--- START ---

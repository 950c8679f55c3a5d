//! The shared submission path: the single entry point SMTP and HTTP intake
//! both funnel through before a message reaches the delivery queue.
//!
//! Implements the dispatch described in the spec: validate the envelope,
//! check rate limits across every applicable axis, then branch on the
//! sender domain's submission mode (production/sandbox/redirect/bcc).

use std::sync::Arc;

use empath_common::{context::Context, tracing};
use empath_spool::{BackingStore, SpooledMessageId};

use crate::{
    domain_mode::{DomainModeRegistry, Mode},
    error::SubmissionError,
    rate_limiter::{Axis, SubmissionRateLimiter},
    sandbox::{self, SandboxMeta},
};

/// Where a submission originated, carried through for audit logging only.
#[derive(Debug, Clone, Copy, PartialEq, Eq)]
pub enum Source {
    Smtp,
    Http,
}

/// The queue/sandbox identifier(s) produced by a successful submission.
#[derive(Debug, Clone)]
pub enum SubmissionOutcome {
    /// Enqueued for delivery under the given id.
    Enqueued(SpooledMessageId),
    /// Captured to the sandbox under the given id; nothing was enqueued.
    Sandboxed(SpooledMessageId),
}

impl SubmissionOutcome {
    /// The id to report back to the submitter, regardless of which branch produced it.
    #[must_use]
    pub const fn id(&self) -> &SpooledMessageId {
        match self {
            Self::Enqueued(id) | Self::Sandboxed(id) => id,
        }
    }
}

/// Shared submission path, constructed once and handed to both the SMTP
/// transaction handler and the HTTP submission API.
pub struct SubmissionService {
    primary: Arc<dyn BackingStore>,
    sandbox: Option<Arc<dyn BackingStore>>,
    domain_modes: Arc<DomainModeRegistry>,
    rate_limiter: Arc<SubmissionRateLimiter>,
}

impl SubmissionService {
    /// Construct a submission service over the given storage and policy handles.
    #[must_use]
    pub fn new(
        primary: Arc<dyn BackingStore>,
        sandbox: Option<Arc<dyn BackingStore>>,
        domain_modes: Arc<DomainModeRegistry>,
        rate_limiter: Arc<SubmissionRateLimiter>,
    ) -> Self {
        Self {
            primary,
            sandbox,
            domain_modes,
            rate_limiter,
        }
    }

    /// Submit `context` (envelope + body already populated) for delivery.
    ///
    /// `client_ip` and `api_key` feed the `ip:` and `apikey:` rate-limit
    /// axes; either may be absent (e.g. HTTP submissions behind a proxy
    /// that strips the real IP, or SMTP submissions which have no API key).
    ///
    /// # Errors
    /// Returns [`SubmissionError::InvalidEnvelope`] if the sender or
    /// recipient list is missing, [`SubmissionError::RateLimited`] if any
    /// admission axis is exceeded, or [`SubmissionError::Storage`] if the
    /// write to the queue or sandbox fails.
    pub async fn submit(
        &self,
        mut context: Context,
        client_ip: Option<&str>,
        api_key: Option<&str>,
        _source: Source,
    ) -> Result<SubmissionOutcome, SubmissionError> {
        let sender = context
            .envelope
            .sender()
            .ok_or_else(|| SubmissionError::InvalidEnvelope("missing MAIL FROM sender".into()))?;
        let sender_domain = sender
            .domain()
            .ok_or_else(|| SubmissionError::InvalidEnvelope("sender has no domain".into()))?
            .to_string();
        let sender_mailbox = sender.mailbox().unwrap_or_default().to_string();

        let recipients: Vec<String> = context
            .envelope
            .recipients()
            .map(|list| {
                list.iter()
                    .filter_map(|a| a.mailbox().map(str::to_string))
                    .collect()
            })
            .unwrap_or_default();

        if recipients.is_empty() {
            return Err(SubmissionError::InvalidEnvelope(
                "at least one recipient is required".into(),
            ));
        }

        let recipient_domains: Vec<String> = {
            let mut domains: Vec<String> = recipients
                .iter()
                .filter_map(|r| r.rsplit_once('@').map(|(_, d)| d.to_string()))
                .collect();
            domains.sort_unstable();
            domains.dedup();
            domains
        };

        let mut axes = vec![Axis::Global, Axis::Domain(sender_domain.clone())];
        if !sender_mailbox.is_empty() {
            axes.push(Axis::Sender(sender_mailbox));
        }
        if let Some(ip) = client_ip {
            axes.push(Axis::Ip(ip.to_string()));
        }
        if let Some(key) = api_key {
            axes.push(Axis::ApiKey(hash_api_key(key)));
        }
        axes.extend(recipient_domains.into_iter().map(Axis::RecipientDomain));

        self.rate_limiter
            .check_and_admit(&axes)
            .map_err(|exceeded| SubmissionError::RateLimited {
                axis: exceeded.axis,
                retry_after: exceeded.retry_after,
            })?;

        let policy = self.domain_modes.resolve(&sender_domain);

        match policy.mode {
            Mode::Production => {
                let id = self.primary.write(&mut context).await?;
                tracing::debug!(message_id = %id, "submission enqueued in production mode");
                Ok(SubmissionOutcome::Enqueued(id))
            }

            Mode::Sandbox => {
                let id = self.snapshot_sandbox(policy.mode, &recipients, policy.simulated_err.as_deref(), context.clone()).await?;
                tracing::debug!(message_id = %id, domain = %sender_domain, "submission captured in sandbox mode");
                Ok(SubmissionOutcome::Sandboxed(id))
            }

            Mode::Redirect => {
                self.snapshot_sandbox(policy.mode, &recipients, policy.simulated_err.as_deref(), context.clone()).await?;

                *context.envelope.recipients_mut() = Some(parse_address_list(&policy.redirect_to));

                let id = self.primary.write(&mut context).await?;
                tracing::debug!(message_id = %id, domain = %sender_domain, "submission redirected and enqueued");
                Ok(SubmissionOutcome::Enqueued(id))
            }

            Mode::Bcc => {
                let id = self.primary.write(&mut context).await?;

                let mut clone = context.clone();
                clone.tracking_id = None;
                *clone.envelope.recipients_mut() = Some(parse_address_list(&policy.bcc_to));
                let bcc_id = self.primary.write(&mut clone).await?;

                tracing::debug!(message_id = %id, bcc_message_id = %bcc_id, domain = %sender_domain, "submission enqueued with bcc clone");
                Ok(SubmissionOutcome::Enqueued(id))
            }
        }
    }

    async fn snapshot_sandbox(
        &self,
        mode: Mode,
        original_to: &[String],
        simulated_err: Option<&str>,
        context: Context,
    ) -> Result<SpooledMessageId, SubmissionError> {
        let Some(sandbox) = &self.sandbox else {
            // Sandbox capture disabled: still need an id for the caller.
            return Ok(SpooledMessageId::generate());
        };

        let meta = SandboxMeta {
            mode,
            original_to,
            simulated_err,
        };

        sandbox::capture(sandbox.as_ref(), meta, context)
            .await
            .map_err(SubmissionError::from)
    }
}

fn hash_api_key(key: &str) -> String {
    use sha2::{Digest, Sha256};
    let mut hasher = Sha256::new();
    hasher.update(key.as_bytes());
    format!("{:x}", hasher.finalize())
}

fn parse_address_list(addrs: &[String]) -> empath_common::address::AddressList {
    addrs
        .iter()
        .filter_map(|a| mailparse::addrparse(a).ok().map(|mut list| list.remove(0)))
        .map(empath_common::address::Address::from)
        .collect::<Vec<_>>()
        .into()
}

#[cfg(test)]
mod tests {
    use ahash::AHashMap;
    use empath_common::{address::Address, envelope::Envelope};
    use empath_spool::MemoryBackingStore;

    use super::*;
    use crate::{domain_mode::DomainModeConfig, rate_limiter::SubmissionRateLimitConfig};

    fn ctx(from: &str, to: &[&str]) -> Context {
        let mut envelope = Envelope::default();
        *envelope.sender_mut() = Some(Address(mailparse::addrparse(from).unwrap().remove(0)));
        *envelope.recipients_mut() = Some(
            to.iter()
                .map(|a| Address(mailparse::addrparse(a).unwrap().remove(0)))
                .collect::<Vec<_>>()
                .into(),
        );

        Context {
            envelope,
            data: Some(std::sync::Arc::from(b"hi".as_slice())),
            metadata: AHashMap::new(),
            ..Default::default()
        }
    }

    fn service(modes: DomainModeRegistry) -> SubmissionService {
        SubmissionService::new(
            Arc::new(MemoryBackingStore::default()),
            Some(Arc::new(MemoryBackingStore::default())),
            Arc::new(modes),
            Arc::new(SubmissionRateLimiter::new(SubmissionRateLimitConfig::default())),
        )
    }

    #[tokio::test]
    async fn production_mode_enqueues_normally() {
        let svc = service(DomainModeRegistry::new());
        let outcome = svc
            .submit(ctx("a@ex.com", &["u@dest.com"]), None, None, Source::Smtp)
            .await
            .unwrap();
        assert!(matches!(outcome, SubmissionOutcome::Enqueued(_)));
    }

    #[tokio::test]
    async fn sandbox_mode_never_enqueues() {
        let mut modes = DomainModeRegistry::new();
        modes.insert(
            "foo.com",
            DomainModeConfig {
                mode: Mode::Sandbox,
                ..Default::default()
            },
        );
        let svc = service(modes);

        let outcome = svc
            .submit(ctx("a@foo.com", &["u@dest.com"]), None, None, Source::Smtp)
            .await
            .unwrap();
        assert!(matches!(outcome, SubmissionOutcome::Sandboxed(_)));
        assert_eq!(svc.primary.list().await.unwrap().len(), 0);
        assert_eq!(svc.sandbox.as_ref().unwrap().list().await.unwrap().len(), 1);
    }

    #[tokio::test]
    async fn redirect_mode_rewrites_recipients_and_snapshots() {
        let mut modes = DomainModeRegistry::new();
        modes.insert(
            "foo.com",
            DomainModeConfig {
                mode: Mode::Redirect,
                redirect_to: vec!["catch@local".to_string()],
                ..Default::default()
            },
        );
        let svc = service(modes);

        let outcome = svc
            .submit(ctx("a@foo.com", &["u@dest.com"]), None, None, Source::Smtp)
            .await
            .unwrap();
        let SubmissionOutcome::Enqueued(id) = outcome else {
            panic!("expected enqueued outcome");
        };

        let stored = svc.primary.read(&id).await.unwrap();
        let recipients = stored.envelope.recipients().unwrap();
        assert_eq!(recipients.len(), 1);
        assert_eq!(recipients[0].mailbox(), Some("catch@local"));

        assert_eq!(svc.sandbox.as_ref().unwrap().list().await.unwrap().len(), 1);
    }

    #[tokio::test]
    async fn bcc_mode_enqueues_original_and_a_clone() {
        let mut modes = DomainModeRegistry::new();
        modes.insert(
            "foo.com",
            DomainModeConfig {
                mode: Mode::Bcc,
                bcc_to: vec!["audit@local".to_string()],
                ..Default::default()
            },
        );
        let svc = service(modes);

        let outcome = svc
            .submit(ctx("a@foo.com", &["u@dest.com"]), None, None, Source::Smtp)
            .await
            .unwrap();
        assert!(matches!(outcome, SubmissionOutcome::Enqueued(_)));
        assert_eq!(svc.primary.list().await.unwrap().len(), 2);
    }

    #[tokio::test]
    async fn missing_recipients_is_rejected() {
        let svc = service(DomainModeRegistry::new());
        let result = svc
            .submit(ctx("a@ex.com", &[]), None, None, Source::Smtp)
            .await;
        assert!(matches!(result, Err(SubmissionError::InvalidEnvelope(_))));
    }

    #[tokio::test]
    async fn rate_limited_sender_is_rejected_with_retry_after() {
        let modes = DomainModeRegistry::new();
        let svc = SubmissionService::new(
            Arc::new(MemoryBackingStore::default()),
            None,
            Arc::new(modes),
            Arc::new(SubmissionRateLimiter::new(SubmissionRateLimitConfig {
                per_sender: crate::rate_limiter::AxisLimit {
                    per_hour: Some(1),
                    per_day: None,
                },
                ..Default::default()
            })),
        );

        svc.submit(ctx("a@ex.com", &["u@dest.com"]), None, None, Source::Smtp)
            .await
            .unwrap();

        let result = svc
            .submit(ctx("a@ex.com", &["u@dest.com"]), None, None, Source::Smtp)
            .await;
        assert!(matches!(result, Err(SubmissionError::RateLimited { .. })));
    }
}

--- END ---

Work item >> Exactly reproduce the lines from the one containing "async fn bcc_mode_enqueues_original_and_a_clone()" through the end of the records, and only those lines.

Result for this task >>
    async fn bcc_mode_enqueues_original_and_a_clone() {
        let mut modes = DomainModeRegistry::new();
        modes.insert(
            "foo.com",
            DomainModeConfig {
                mode: Mode::Bcc,
                bcc_to: vec!["audit@local".to_string()],
                ..Default::default()
            },
        );
        let svc = service(modes);

        let outcome = svc
            .submit(ctx("a@foo.com", &["u@dest.com"]), None, None, Source::Smtp)
            .await
            .unwrap();
        assert!(matches!(outcome, SubmissionOutcome::Enqueued(_)));
        assert_eq!(svc.primary.list().await.unwrap().len(), 2);
    }

    #[tokio::test]
    async fn missing_recipients_is_rejected() {
        let svc = service(DomainModeRegistry::new());
        let result = svc
            .submit(ctx("a@ex.com", &[]), None, None, Source::Smtp)
            .await;
        assert!(matches!(result, Err(SubmissionError::InvalidEnvelope(_))));
    }

    #[tokio::test]
    async fn rate_limited_sender_is_rejected_with_retry_after() {
        let modes = DomainModeRegistry::new();
        let svc = SubmissionService::new(
            Arc::new(MemoryBackingStore::default()),
            None,
            Arc::new(modes),
            Arc::new(SubmissionRateLimiter::new(SubmissionRateLimitConfig {
                per_sender: crate::rate_limiter::AxisLimit {
                    per_hour: Some(1),
                    per_day: None,
                },
                ..Default::default()
            })),
        );

        svc.submit(ctx("a@ex.com", &["u@dest.com"]), None, None, Source::Smtp)
            .await
            .unwrap();

        let result = svc
            .submit(ctx("a@ex.com", &["u@dest.com"]), None, None, Source::Smtp)
            .await;
        assert!(matches!(result, Err(SubmissionError::RateLimited { .. })));
    }
}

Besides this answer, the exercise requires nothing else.